Now the question facing fantasy owners is what can we expect from Stroman, after an injury cost him the start of 2020 before he ultimately opted out due to COVID-19? Since we haven’t seen him on the mound since 2019, the starting point should be what we said in our 2020 Fantasy Baseball Draft Guide:
Stroman helped push the Mets into playoff contention as a surprising win now move, and while a 3.77 ERA over his 11 starts in New York isn’t going to excite you there’s more in the underlying metrics. While it wasn’t elite, he maintained a strong groundball rate all season (53.7%) to go along with solid control (2.83 BB/9). Strikeouts have always been the biggest question, though the move to the NL appeared to benefit him as his K/9 jumped to 9.05. He had been showing a solid SwStr% all season (10.1%) and he started throwing his sinker less (37.46%), and that alteration with the move to the NL will justify an improvement in his strikeout rate. All he needs to do is maintain an 8.25+ K/9, to go along with the other skills, and what happens if he can do that while generating closer to his 58.6% career groundball rate? Suddenly you get a potentially elite option.

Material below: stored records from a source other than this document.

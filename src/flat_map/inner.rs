use std::sync::{
    Arc, OnceLock,
    atomic::{AtomicBool, AtomicU8, AtomicU64, Ordering},
};

use crate::flow::{FlowError, FuseMode, FusedQueue, Handle, Subscriber, Subscription};
use crate::probe::{Attr, AttrValue, Inspect};
use crate::queue::SpscRing;

/// What an inner needs from its coordinator. A trait seam keeps the inner
/// generic over the element type only, not over the coordinator's upstream
/// type and mapper.
pub(crate) trait Coordinator<R>: Send + Sync {
    /// Schedules (or runs) a merge pass.
    fn drain(&self);

    /// An inner sequence failed. The inner has already marked itself done.
    fn inner_error(&self, err: FlowError);

    /// An error was signalled after termination and has nowhere to go.
    fn error_dropped(&self, err: FlowError);

    /// A value was signalled after termination and has nowhere to go.
    fn item_dropped(&self, item: R);

    /// A buffered value is being thrown away.
    fn item_discarded(&self, item: R);
}

const MODE_NONE: u8 = 0;
const MODE_SYNC: u8 = 1;
const MODE_ASYNC: u8 = 2;

/// Subscriber attached to one inner sequence.
///
/// Buffers what the producer pushes (or adopts the producer's own queue
/// under fusion) and nudges the coordinator's drain; the drain does all the
/// emitting. Request accounting is batched: after `limit` consumed values
/// the producer is asked for `limit` more.
pub(crate) struct FlatMapInner<R: Send + 'static> {
    parent: Arc<dyn Coordinator<R>>,
    prefetch: usize,
    /// Replenish threshold: `prefetch - prefetch / 4`.
    limit: u64,
    /// Values consumed by the drain since the last replenish. Only the
    /// drain touches this, under the coordinator's wip serialization.
    produced: AtomicU64,
    subscription: OnceLock<Arc<dyn Subscription>>,
    /// The producer's queue, when fusion was granted.
    fused: OnceLock<Arc<dyn FusedQueue<R>>>,
    /// Own buffer, NONE mode only, created on first value.
    queue: OnceLock<SpscRing<R>>,
    mode: AtomicU8,
    done: AtomicBool,
    cancelled: AtomicBool,
}

impl<R: Send + 'static> FlatMapInner<R> {
    pub(crate) fn new(parent: Arc<dyn Coordinator<R>>, prefetch: usize) -> Self {
        Self {
            parent,
            prefetch,
            limit: (prefetch - (prefetch >> 2)) as u64,
            produced: AtomicU64::new(0),
            subscription: OnceLock::new(),
            fused: OnceLock::new(),
            queue: OnceLock::new(),
            mode: AtomicU8::new(MODE_NONE),
            done: AtomicBool::new(false),
            cancelled: AtomicBool::new(false),
        }
    }

    #[inline]
    pub(crate) fn is_done(&self) -> bool {
        self.done.load(Ordering::Acquire)
    }

    pub(crate) fn mark_done(&self) {
        self.done.store(true, Ordering::Release);
    }

    /// Drain-side: takes the next buffered value.
    ///
    /// An `Err` is a producer failure surfaced through a fused queue.
    pub(crate) fn poll(&self) -> Result<Option<R>, FlowError> {
        if let Some(q) = self.fused.get() {
            q.poll()
        } else if let Some(q) = self.queue.get() {
            Ok(q.pop())
        } else {
            Ok(None)
        }
    }

    pub(crate) fn queue_empty(&self) -> bool {
        if let Some(q) = self.fused.get() {
            q.is_empty()
        } else if let Some(q) = self.queue.get() {
            q.is_empty()
        } else {
            true
        }
    }

    pub(crate) fn buffered(&self) -> usize {
        if let Some(q) = self.fused.get() {
            q.len()
        } else if let Some(q) = self.queue.get() {
            q.len()
        } else {
            0
        }
    }

    fn request_producer(&self, n: u64) {
        if let Some(s) = self.subscription.get() {
            s.request(n);
        } else if let Some(q) = self.fused.get() {
            q.request(n);
        }
    }

    /// Drain-side: one value went downstream; ask the producer for the next
    /// batch once `limit` values are consumed. SYNC-fused producers are
    /// never signalled.
    pub(crate) fn count_emission(&self) {
        if self.mode.load(Ordering::Acquire) == MODE_SYNC {
            return;
        }
        let produced = self.produced.load(Ordering::Relaxed) + 1;
        if produced == self.limit {
            self.produced.store(0, Ordering::Relaxed);
            self.request_producer(self.limit);
        } else {
            self.produced.store(produced, Ordering::Relaxed);
        }
    }

    /// Cuts the producer subscription once. Queue teardown stays with the
    /// drain.
    pub(crate) fn cancel(&self) {
        if self.cancelled.swap(true, Ordering::AcqRel) {
            return;
        }
        if let Some(s) = self.subscription.get() {
            s.cancel();
        } else if let Some(q) = self.fused.get() {
            q.cancel();
        }
    }

    /// Drain-side: throws away everything still buffered, one discard
    /// signal per value.
    pub(crate) fn discard_queue(&self) {
        if let Some(q) = self.fused.get() {
            while let Ok(Some(v)) = q.poll() {
                self.parent.item_discarded(v);
            }
            q.clear();
        } else if let Some(q) = self.queue.get() {
            while let Some(v) = q.pop() {
                self.parent.item_discarded(v);
            }
        }
    }
}

impl<R: Send + 'static> Subscriber<R> for FlatMapInner<R> {
    fn on_subscribe(&self, handle: Handle<R>) {
        if self.cancelled.load(Ordering::Acquire)
            || self.subscription.get().is_some()
            || self.fused.get().is_some()
        {
            handle.cancel();
            return;
        }
        match handle {
            Handle::Fused(q) => match q.request_fusion(FuseMode::Any) {
                FuseMode::Sync => {
                    // Fully populated at subscribe: mark done and let the
                    // drain poll the queue dry. No request, ever.
                    let _ = self.fused.set(q);
                    self.mode.store(MODE_SYNC, Ordering::Release);
                    self.done.store(true, Ordering::Release);
                    self.parent.drain();
                }
                FuseMode::Async => {
                    let _ = self.fused.set(q.clone());
                    self.mode.store(MODE_ASYNC, Ordering::Release);
                    q.request(self.prefetch as u64);
                }
                _ => {
                    // Fusion refused: the handle still works as a plain
                    // subscription and values arrive via on_next.
                    let s: Arc<dyn Subscription> = q;
                    let _ = self.subscription.set(s.clone());
                    s.request(self.prefetch as u64);
                }
            },
            Handle::Plain(s) => {
                let _ = self.subscription.set(s.clone());
                s.request(self.prefetch as u64);
            }
        }
    }

    fn on_next(&self, item: R) {
        match self.mode.load(Ordering::Acquire) {
            MODE_ASYNC | MODE_SYNC => {
                // Fused producers deliver through their queue and wake with
                // on_ready; a value here is a stray.
                self.parent.item_dropped(item);
                self.parent.drain();
            }
            _ => {
                if self.is_done() || self.cancelled.load(Ordering::Acquire) {
                    self.parent.item_dropped(item);
                    return;
                }
                let q = self.queue.get_or_init(|| SpscRing::new(self.prefetch));
                match q.push(item) {
                    Ok(()) => self.parent.drain(),
                    Err(item) => {
                        // Producer ignored its request budget.
                        self.parent.item_discarded(item);
                        self.mark_done();
                        self.cancel();
                        self.parent.inner_error(FlowError::overflow());
                    }
                }
            }
        }
    }

    fn on_ready(&self) {
        self.parent.drain();
    }

    fn on_error(&self, err: FlowError) {
        if self.done.swap(true, Ordering::AcqRel) {
            // Double terminal: never surfaced downstream.
            self.parent.error_dropped(err);
            return;
        }
        self.parent.inner_error(err);
    }

    fn on_complete(&self) {
        self.mark_done();
        self.parent.drain();
    }
}

impl<R: Send + 'static> Inspect for FlatMapInner<R> {
    fn scan(&self, attr: Attr) -> Option<AttrValue> {
        match attr {
            Attr::Parent => Some(AttrValue::Flag(
                self.subscription.get().is_some() || self.fused.get().is_some(),
            )),
            Attr::Actual => Some(AttrValue::Flag(true)),
            Attr::Prefetch => Some(AttrValue::Count(self.prefetch as u64)),
            Attr::Terminated => Some(AttrValue::Flag(self.is_done())),
            Attr::Cancelled => Some(AttrValue::Flag(self.cancelled.load(Ordering::Acquire))),
            Attr::Buffered => Some(AttrValue::Count(
                (self.buffered() as u64).min(u32::MAX as u64),
            )),
            Attr::LargeBuffered => Some(AttrValue::Count(self.buffered() as u64)),
            Attr::RunStyle => Some(AttrValue::Text("sync".into())),
            _ => None,
        }
    }
}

As we mentioned last year, the biggest question facing him was his strikeout rate. While he seemed to benefit from the move to the NL, that was before there was a universal DH. While that may not be maintained for 2021, it’s hard to believe that they are going to take it away.
So the question is, can Stroman continue to post an improved strikeout rate regardless of the rules? His slider has generally been his best swing and miss offering, though it wasn’t his only one in 2019 (Whiff%):
- Slider – 17.31%
- Cut-Fastball – 11.23%
- Changeup – 10.29%
While he doesn’t throw his changeup often (4.47%), his slider (30.56%) and cut-fastball (24.58%) are heavily utilized. It’s that usage of the cut-fastball that’s important, because it’s never been a big part of his arsenal before.
While he did give up 7 HR on the pitch, more time to refine the pitch could go a long ways to his future production. If he can get the production on the pitch just a little bit better, the sky truly could be the limit.
With a contract hanging in the balance and the upside there, would it really be surprising to see a big year? Absolutely not, and that’s got to put him squarely on radars heading into 2021.